My name is Anna Carter. I’m Anna Carter, and I can see
things. Illuminate Hart, you have to help me.” My voice was at
times even and controlled, but at times cracked through with
emotion.

I plowed
my way through that building, accessing the superfast lift that
quickly took me to the top.

What
waited there was a hangar.

There
were no security guards or technicians, and as I staggered into the
room, I saw another few simulations blast through my mind.

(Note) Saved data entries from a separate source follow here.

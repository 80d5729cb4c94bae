//! Structured design requirements gathered over the conversation.

use serde::{Deserialize, Serialize};

/// Dimension fields of a requirements record.
///
/// `specified` distinguishes "the user gave concrete numbers" from "the
/// user explicitly left dimensions open" (`unspecified` marker). One of
/// the two must hold before the session may leave the gathering phase.
#[derive(Debug, Clone, PartialEq, Serialize, Deserialize, Default)]
pub struct Dimensions {
    /// True once the user provided at least one concrete dimension.
    #[serde(default)]
    pub specified: bool,
    /// True when the user explicitly declined to give dimensions.
    #[serde(default)]
    pub unspecified_marker: bool,
    pub length: Option<f64>,
    pub width: Option<f64>,
    pub height: Option<f64>,
}

impl Dimensions {
    pub fn has_concrete_dimension(&self) -> bool {
        self.length.is_some() || self.width.is_some() || self.height.is_some()
    }
}

/// A partially-filled requirements record.
///
/// Fields are filled incrementally by the requirements-gathering agent and
/// are never retroactively cleared: `merge` only overwrites a field when
/// the incoming update carries a value for it.
#[derive(Debug, Clone, PartialEq, Serialize, Deserialize)]
pub struct DesignRequirements {
    #[serde(default)]
    pub description: String,
    #[serde(default)]
    pub use_case: String,
    #[serde(default)]
    pub dimensions: Dimensions,
    #[serde(default = "default_material")]
    pub material: String,
    pub wall_thickness: Option<f64>,
    /// Expected load in kilograms, when the part is load-bearing.
    pub expected_load: Option<f64>,
    #[serde(default)]
    pub features: Vec<String>,
    #[serde(default)]
    pub constraints: Vec<String>,
    #[serde(default)]
    pub style: String,
    pub fillet_radius: Option<f64>,
}

fn default_material() -> String {
    "PLA".to_string()
}

impl Default for DesignRequirements {
    fn default() -> Self {
        Self {
            description: String::new(),
            use_case: String::new(),
            dimensions: Dimensions::default(),
            material: default_material(),
            wall_thickness: None,
            expected_load: None,
            features: Vec::new(),
            constraints: Vec::new(),
            style: String::new(),
            fillet_radius: None,
        }
    }
}

/// A partial update extracted from the latest user message. Absent fields
/// leave the existing record untouched.
#[derive(Debug, Clone, PartialEq, Serialize, Deserialize, Default)]
pub struct RequirementsUpdate {
    pub description: Option<String>,
    pub use_case: Option<String>,
    pub length: Option<f64>,
    pub width: Option<f64>,
    pub height: Option<f64>,
    /// Explicit "dimensions unspecified" marker from the user.
    pub dimensions_unspecified: Option<bool>,
    pub material: Option<String>,
    pub wall_thickness: Option<f64>,
    pub expected_load: Option<f64>,
    #[serde(default)]
    pub features: Vec<String>,
    #[serde(default)]
    pub constraints: Vec<String>,
    pub style: Option<String>,
    pub fillet_radius: Option<f64>,
}

impl RequirementsUpdate {
    /// True when the update changes anything a generated script depends on:
    /// a dimension, the wall thickness or fillet radius, the style, or a
    /// feature or constraint not already in the record. Such an update
    /// invalidates any script generated from the old values.
    pub fn invalidates(&self, current: &DesignRequirements) -> bool {
        let dims = &current.dimensions;
        let changed = |new: Option<f64>, old: Option<f64>| match (new, old) {
            (Some(n), Some(o)) => (n - o).abs() > f64::EPSILON,
            (Some(_), None) => true,
            _ => false,
        };
        let new_entries = |incoming: &[String], existing: &[String]| {
            incoming.iter().any(|item| !existing.contains(item))
        };
        let style_changed = self
            .style
            .as_deref()
            .is_some_and(|style| !style.is_empty() && style != current.style);

        changed(self.length, dims.length)
            || changed(self.width, dims.width)
            || changed(self.height, dims.height)
            || changed(self.wall_thickness, current.wall_thickness)
            || changed(self.fillet_radius, current.fillet_radius)
            || new_entries(&self.features, &current.features)
            || new_entries(&self.constraints, &current.constraints)
            || style_changed
    }
}

impl DesignRequirements {
    /// Merges an update into the record. Filled fields are only ever
    /// overwritten by newer extractions, never cleared.
    pub fn merge(&mut self, update: RequirementsUpdate) {
        if let Some(description) = update.description {
            if !description.is_empty() {
                self.description = description;
            }
        }
        if let Some(use_case) = update.use_case {
            if !use_case.is_empty() {
                self.use_case = use_case;
            }
        }
        if update.length.is_some() {
            self.dimensions.length = update.length;
            self.dimensions.specified = true;
        }
        if update.width.is_some() {
            self.dimensions.width = update.width;
            self.dimensions.specified = true;
        }
        if update.height.is_some() {
            self.dimensions.height = update.height;
            self.dimensions.specified = true;
        }
        if let Some(marker) = update.dimensions_unspecified {
            self.dimensions.unspecified_marker = marker;
        }
        if let Some(material) = update.material {
            if !material.is_empty() {
                self.material = material;
            }
        }
        if update.wall_thickness.is_some() {
            self.wall_thickness = update.wall_thickness;
        }
        if update.expected_load.is_some() {
            self.expected_load = update.expected_load;
        }
        for feature in update.features {
            if !self.features.contains(&feature) {
                self.features.push(feature);
            }
        }
        for constraint in update.constraints {
            if !self.constraints.contains(&constraint) {
                self.constraints.push(constraint);
            }
        }
        if let Some(style) = update.style {
            if !style.is_empty() {
                self.style = style;
            }
        }
        if update.fillet_radius.is_some() {
            self.fillet_radius = update.fillet_radius;
        }
    }

    /// Whether the record is complete enough to leave the gathering phase:
    /// at least one concrete dimension or an explicit "unspecified" marker,
    /// plus a use case or a non-empty feature list. This gates whether the
    /// script generator may run.
    pub fn is_ready_for_design(&self) -> bool {
        let dims_settled =
            self.dimensions.has_concrete_dimension() || self.dimensions.unspecified_marker;
        let intent_known = !self.use_case.is_empty() || !self.features.is_empty();
        dims_settled && intent_known
    }

    /// Builds the design prompt fed to the script generator.
    pub fn to_design_prompt(&self) -> String {
        let mut parts = vec![format!("Create a 3D part: {}", self.description)];

        if !self.use_case.is_empty() {
            parts.push(format!("Use case: {}", self.use_case));
        }
        if self.dimensions.has_concrete_dimension() {
            let mut dims = Vec::new();
            if let Some(length) = self.dimensions.length {
                dims.push(format!("length={}mm", length));
            }
            if let Some(width) = self.dimensions.width {
                dims.push(format!("width={}mm", width));
            }
            if let Some(height) = self.dimensions.height {
                dims.push(format!("height={}mm", height));
            }
            parts.push(format!("Dimensions: {}", dims.join(", ")));
        }
        if let Some(wall) = self.wall_thickness {
            parts.push(format!("Wall thickness: {}mm", wall));
        }
        if !self.features.is_empty() {
            parts.push(format!("Features: {}", self.features.join(", ")));
        }
        if !self.constraints.is_empty() {
            parts.push(format!("Constraints: {}", self.constraints.join(", ")));
        }
        if !self.style.is_empty() {
            parts.push(format!("Style: {}", self.style));
        }
        if self.material != "PLA" {
            parts.push(format!("Material: {}", self.material));
        }
        if let Some(load) = self.expected_load {
            parts.push(format!("Expected load: {}kg", load));
        }
        if let Some(radius) = self.fillet_radius {
            parts.push(format!("Fillet radius: {}mm", radius));
        }

        parts.join("\n")
    }
}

My head
twitched to the side, and I gained enough control over my hand to
press it into my temple.

Soon
enough the simulations stopped, and a vision of what I had to do
played instead.

I
selected a ship at the far end of the room, and I sprinted towards
it, somehow ignoring the terrible cold pressure in my
chest.

I wasn’t
used to this much exercise, and the body simply wasn’t designed to
maintain this level of frantic activity for this long.

Yet mine
did.

I made
it to the ship.

It was
sleek, new, but small.

If I’d
been the ordinary Anna Carter, I would have had no idea how to get
inside.

The vision-assisted Anna Carter somehow did.

She
lightly patted a point along the hull, just next to an almost
seamless line.

Immediately a biometric hologram appeared and started to scan
me.

Just
when I thought it would blare an alarm, it stopped.

A door
appeared along the hull and opened inwards with a hiss of
air.

I
stumbled in.

Had I
somehow done something when I’d accessed all those panels in the
maintenance tower? Something that now allowed me to access this
ship?

It was a
phenomenal thought. I was simple Annie Carter, a fish out of water
in this wide new future. I didn’t have any skills, and most of the
time I didn’t know what I was doing. And yet I knew enough about
this time to realize that whatever I had done to gain access to
this ship should be impossible.

Should
be, were it not for the millions upon millions of simulations
running through my mind.

I started to slow down when I entered the ship, but I didn’t
stop. I made my way towards the front, stumbling into a cockpit. It
was small; it was clear it was only designed to be manned by two or
three crew.

I did
not know how to fly a spaceship. There were so many buttons, so
many procedures, but did that matter now?

No.

My
fingers darted across the front panel, my chin lifted high as my
dead gaze darted from the left to the right, the vision swamping my
mind as it told me how to take off.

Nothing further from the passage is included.